Ann nodded. "Yes. It was perfect."

"Now you just stay here and you rest. You've got twenty minutes. Rest for as long as you need — we can hold the curtain a little longer — and use the rest of the time to work yourself back into that role. Come on, Dennis, be the Emperor again."

Dennis smiled. Ann thought it looked forced. "I will," he said. "I will,
Quent
. Leave me alone with Ann for a minute, will you?"

"Of course." He gave Dennis a gentle embrace, as though he were afraid he might hurt him. "Do it, my friend. You go out there and
do
it."

When they were alone, Ann looked into Dennis's eyes and saw the tenor there. "He's back," Dennis said, his voice shaking.

"I know."

"I felt him. I felt him draw strength from me like he was ripping out pieces of my flesh." Dennis's lips drew back, his teeth clenched, and he began to shudder as tears came to his eyes. "I thought he was gone. I really did. I thought and I prayed so hard that he was gone."
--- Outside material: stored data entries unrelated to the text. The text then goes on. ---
//! Records describing custom language models.

use crate::types::{BaseModelName, ClmLanguageCode, ModelStatus};
use chrono::{DateTime, Utc};
use serde::{Deserialize, Serialize};

/// Where the training (and optional tuning) text lives, and the role that can
/// read it.
#[derive(Debug, Clone, Default, PartialEq, Eq, Serialize, Deserialize)]
#[serde(rename_all = "PascalCase")]
pub struct InputDataConfig {
    #[serde(rename = "S3Uri", skip_serializing_if = "Option::is_none")]
    pub s3_uri: Option<String>,
    #[serde(rename = "TuningDataS3Uri", skip_serializing_if = "Option::is_none")]
    pub tuning_data_s3_uri: Option<String>,
    #[serde(skip_serializing_if = "Option::is_none")]
    pub data_access_role_arn: Option<String>,
}

impl InputDataConfig {
    pub fn new(s3_uri: impl Into<String>, data_access_role_arn: impl Into<String>) -> Self {
        Self {
            s3_uri: Some(s3_uri.into()),
            tuning_data_s3_uri: None,
            data_access_role_arn: Some(data_access_role_arn.into()),
        }
    }

    pub fn with_tuning_data_s3_uri(mut self, uri: impl Into<String>) -> Self {
        self.tuning_data_s3_uri = Some(uri.into());
        self
    }
}

/// A custom language model and its training state.
#[derive(Debug, Clone, Default, PartialEq, Eq, Serialize, Deserialize)]
#[serde(rename_all = "PascalCase")]
pub struct LanguageModel {
    /// 1-200 characters, `^[0-9a-zA-Z._-]+$`.
    #[serde(skip_serializing_if = "Option::is_none")]
    pub model_name: Option<String>,
    #[serde(default, with = "chrono::serde::ts_seconds_option", skip_serializing_if = "Option::is_none")]
    pub create_time: Option<DateTime<Utc>>,
    #[serde(default, with = "chrono::serde::ts_seconds_option", skip_serializing_if = "Option::is_none")]
    pub last_modified_time: Option<DateTime<Utc>>,
    #[serde(skip_serializing_if = "Option::is_none")]
    pub language_code: Option<ClmLanguageCode>,
    #[serde(skip_serializing_if = "Option::is_none")]
    pub base_model_name: Option<BaseModelName>,
    /// Only a `COMPLETED` model can be used in a job.
    #[serde(skip_serializing_if = "Option::is_none")]
    pub model_status: Option<ModelStatus>,
    /// True when a newer base model exists and this model can be retrained.
    #[serde(skip_serializing_if = "Option::is_none")]
    pub upgrade_availability: Option<bool>,
    #[serde(skip_serializing_if = "Option::is_none")]
    pub failure_reason: Option<String>,
    #[serde(skip_serializing_if = "Option::is_none")]
    pub input_data_config: Option<InputDataConfig>,
}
"But he's not," Ann said firmly, refusing to break down as well. She wanted to.

She wanted to run sobbing out the stage door and get into a car and just keep driving into the night until she was as far away from the Venetian Theatre as she could possibly be.

But that meant that she would have to flee Dennis Hamilton too, and she would not, could not do that.

"He's still here, Dennis. And you came back thinking that he would still be here. If he was, if you had known it right away, you would have stayed just the same. You would have stayed and fought him." She put a hand on his arm to give him strength. "That's why we came back — to fight him. He let us think he was already beat, and we let down our guard. We wanted to believe he was dead — or dying. And he wanted us to believe it too. We played right into his hands. That was our mistake.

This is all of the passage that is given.